▶ ABOUT THIS TASK
Please filter the data below down to the lines holding the string "Opens".

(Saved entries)
****

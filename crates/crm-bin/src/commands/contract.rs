// SPDX-License-Identifier: PolyForm-Noncommercial-1.0.0
// Copyright (c) 2025 Sylvex. All rights reserved.

//! `crm contract ...`

use crm_service::{NewContract, Services};

use crate::cli::{Cli, ContractCommand};
use crate::error::BinResult;
use crate::output::{print_record, print_records};

/// Runs a contract subcommand.
pub fn run(cli: &Cli, services: &Services, cmd: ContractCommand) -> BinResult<()> {
    let contracts = &services.contracts;
    let record = match cmd {
        ContractCommand::List => return print_records(cli.output, &contracts.list()?),
        ContractCommand::Show { id } => contracts.get(id)?,
        ContractCommand::Create {
            client,
            total,
            remaining,
            signed,
        } => contracts.create(NewContract {
            client_id: client,
            total_amount: total,
            remaining_amount: remaining,
            signed,
        })?,
        ContractCommand::Delete { id } => contracts.delete(id)?,
        ContractCommand::Sign { id } => contracts.sign(id)?,
        ContractCommand::ModifyTotal { id, total } => contracts.modify_total(id, total)?,
        ContractCommand::Pay { id, amount } => contracts.pay(id, amount)?,
    };
    print_record(cli.output, &record)
}
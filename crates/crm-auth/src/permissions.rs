// SPDX-License-Identifier: PolyForm-Noncommercial-1.0.0
// Copyright (c) 2025 Sylvex. All rights reserved.

//! Relational lookups for attribute checks.

use crm_core::{CrmResult, Database, ReadScope, RecordId};

/// Read-only questions predicates ask about the target record.
///
/// Every method returns `None` when the row or one of its links is absent.
pub trait PermissionQueries {
    /// Salesman in charge of a client.
    fn client_salesman(&self, client_id: RecordId) -> Option<RecordId>;

    /// Salesman in charge of a contract's client.
    fn contract_salesman(&self, contract_id: RecordId) -> Option<RecordId>;

    /// Whether a contract is signed.
    fn contract_signed(&self, contract_id: RecordId) -> Option<bool>;

    /// Support collaborator of an event.
    fn event_support(&self, event_id: RecordId) -> Option<RecordId>;

    /// Salesman in charge of an event's contract's client.
    fn event_salesman(&self, event_id: RecordId) -> Option<RecordId>;
}

/// Opens a fresh query scope per guarded call.
pub trait QuerySource: Send + Sync {
    /// Opens a scope; it is dropped right after the predicate is evaluated.
    fn open_scope(&self) -> CrmResult<Box<dyn PermissionQueries + '_>>;
}

// =============================================================================
// PermissionService
// =============================================================================

/// [`PermissionQueries`] over a database read scope.
pub struct PermissionService<'a> {
    scope: ReadScope<'a>,
}

impl<'a> PermissionService<'a> {
    /// Wraps a read scope.
    pub fn new(scope: ReadScope<'a>) -> Self {
        Self { scope }
    }
}

impl PermissionQueries for PermissionService<'_> {
    fn client_salesman(&self, client_id: RecordId) -> Option<RecordId> {
        self.scope.client(client_id)?.salesman_id
    }

    fn contract_salesman(&self, contract_id: RecordId) -> Option<RecordId> {
        let contract = self.scope.contract(contract_id)?;
        self.client_salesman(contract.client_id)
    }

    fn contract_signed(&self, contract_id: RecordId) -> Option<bool> {
        self.scope.contract(contract_id).map(|c| c.signed)
    }

    fn event_support(&self, event_id: RecordId) -> Option<RecordId> {
        self.scope.event(event_id)?.support_id
    }

    fn event_salesman(&self, event_id: RecordId) -> Option<RecordId> {
        let event = self.scope.event(event_id)?;
        self.contract_salesman(event.contract_id)
    }
}

impl QuerySource for Database {
    fn open_scope(&self) -> CrmResult<Box<dyn PermissionQueries + '_>> {
        Ok(Box::new(PermissionService::new(self.read())))
    }
}

// =============================================================================
// Tests
// =============================================================================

****

▶ EXERCISE ANSWER
/// Opens a fresh query scope per guarded call.
    /// Opens a scope; it is dropped right after the predicate is evaluated.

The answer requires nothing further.